[Saved entries]
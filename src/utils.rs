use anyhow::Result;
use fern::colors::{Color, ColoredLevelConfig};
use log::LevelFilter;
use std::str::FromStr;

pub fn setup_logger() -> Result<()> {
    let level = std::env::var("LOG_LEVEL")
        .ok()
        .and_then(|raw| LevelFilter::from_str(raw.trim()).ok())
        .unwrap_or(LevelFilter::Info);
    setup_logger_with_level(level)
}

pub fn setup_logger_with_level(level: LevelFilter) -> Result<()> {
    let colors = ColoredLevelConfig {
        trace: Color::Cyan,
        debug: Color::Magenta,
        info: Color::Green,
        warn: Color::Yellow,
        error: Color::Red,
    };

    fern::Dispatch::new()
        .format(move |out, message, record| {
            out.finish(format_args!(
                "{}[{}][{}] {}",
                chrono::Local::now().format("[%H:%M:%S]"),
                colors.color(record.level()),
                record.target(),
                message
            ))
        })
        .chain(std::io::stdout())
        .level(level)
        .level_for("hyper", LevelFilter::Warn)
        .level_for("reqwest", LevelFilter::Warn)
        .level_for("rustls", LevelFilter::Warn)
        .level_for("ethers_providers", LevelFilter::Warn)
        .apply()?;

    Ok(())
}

==

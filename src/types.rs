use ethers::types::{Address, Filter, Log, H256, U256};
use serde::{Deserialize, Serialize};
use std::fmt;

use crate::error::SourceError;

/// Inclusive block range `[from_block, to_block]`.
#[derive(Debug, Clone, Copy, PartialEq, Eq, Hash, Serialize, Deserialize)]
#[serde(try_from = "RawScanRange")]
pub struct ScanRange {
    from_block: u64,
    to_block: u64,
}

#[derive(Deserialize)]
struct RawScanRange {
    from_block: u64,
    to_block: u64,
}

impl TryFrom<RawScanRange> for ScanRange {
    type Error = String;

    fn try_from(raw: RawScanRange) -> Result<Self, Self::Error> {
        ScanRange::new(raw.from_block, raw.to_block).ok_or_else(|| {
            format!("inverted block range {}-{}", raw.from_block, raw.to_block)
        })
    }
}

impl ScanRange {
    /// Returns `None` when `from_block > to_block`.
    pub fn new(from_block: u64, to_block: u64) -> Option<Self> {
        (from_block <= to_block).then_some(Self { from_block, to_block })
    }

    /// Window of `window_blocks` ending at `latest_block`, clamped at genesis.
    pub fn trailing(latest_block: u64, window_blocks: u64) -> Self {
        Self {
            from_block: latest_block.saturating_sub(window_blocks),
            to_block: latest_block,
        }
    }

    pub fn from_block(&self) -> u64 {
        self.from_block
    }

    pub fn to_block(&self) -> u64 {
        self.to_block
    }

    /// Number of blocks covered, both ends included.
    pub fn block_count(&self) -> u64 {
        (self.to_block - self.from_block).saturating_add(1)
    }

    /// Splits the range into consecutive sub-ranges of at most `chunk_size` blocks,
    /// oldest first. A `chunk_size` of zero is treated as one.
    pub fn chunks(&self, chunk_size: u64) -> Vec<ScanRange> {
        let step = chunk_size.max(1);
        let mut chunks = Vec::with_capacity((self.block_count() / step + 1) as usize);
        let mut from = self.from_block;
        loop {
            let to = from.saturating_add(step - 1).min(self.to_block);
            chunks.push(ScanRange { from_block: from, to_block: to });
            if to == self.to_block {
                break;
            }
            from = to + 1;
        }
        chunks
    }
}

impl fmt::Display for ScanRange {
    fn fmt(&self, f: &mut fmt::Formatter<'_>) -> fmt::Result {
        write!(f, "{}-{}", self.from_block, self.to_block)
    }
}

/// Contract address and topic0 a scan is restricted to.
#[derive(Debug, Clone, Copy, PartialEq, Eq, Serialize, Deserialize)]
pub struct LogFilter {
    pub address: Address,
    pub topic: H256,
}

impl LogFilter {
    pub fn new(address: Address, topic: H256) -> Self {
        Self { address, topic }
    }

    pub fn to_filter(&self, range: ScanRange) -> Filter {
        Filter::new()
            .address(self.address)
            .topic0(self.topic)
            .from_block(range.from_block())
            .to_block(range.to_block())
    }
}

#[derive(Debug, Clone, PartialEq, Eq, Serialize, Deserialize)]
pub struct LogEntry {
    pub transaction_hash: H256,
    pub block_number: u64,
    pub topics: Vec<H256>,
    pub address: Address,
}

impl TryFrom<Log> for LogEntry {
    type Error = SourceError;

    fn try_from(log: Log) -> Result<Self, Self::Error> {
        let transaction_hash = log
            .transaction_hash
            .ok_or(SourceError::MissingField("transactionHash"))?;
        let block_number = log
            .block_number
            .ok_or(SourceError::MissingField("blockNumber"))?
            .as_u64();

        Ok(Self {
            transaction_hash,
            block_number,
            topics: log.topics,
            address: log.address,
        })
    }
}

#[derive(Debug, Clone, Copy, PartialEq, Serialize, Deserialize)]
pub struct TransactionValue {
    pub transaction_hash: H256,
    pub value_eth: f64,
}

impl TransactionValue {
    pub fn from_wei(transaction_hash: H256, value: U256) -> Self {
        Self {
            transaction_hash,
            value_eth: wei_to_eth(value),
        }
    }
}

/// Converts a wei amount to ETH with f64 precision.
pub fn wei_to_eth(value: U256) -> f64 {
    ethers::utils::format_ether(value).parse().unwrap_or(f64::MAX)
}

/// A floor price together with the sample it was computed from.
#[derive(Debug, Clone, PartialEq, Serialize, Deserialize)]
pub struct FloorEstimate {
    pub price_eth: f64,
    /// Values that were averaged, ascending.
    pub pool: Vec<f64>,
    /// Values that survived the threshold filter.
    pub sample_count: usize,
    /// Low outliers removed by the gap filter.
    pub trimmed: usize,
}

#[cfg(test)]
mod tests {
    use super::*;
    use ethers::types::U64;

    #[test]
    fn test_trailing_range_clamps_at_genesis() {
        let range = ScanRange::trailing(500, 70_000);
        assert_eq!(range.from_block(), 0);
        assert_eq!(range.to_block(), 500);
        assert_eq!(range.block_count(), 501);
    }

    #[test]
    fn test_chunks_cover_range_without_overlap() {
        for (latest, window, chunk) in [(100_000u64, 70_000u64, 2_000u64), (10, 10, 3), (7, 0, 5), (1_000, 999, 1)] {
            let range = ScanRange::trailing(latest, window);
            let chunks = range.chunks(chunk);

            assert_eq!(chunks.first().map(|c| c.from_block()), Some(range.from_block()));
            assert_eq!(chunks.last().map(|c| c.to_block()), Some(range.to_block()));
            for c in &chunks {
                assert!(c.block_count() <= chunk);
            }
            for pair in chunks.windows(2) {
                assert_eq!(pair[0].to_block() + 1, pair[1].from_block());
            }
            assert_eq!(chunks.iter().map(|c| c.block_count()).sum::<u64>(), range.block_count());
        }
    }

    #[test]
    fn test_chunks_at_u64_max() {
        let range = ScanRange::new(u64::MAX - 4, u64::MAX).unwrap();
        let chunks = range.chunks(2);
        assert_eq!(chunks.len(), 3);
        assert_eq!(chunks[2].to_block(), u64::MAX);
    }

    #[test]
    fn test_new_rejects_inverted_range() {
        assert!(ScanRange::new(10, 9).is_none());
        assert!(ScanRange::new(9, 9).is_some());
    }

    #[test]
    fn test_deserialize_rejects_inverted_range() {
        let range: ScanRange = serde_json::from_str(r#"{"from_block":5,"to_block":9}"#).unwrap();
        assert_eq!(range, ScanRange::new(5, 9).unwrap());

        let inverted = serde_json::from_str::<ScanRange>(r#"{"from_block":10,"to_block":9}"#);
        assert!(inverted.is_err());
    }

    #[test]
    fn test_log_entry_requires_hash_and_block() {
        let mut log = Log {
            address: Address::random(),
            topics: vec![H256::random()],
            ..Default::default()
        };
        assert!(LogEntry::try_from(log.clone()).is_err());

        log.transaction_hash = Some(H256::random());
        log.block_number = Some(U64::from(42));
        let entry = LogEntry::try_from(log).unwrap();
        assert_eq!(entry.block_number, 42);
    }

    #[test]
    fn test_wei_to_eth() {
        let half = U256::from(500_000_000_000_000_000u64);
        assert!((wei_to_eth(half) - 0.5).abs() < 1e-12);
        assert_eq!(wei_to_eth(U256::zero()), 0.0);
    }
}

TASK DESCRIPTION:
In the entries above, one line contains "pub fn trailing(latest_block: u64, window_blocks: u64)" and another contains "pub fn from_block(&self)". Reproduce exactly those two lines and the lines between them, nothing else.

EXERCISE OUTPUT:
    pub fn trailing(latest_block: u64, window_blocks: u64) -> Self {
        Self {
            from_block: latest_block.saturating_sub(window_blocks),
            to_block: latest_block,
        }
    }

    pub fn from_block(&self) -> u64 {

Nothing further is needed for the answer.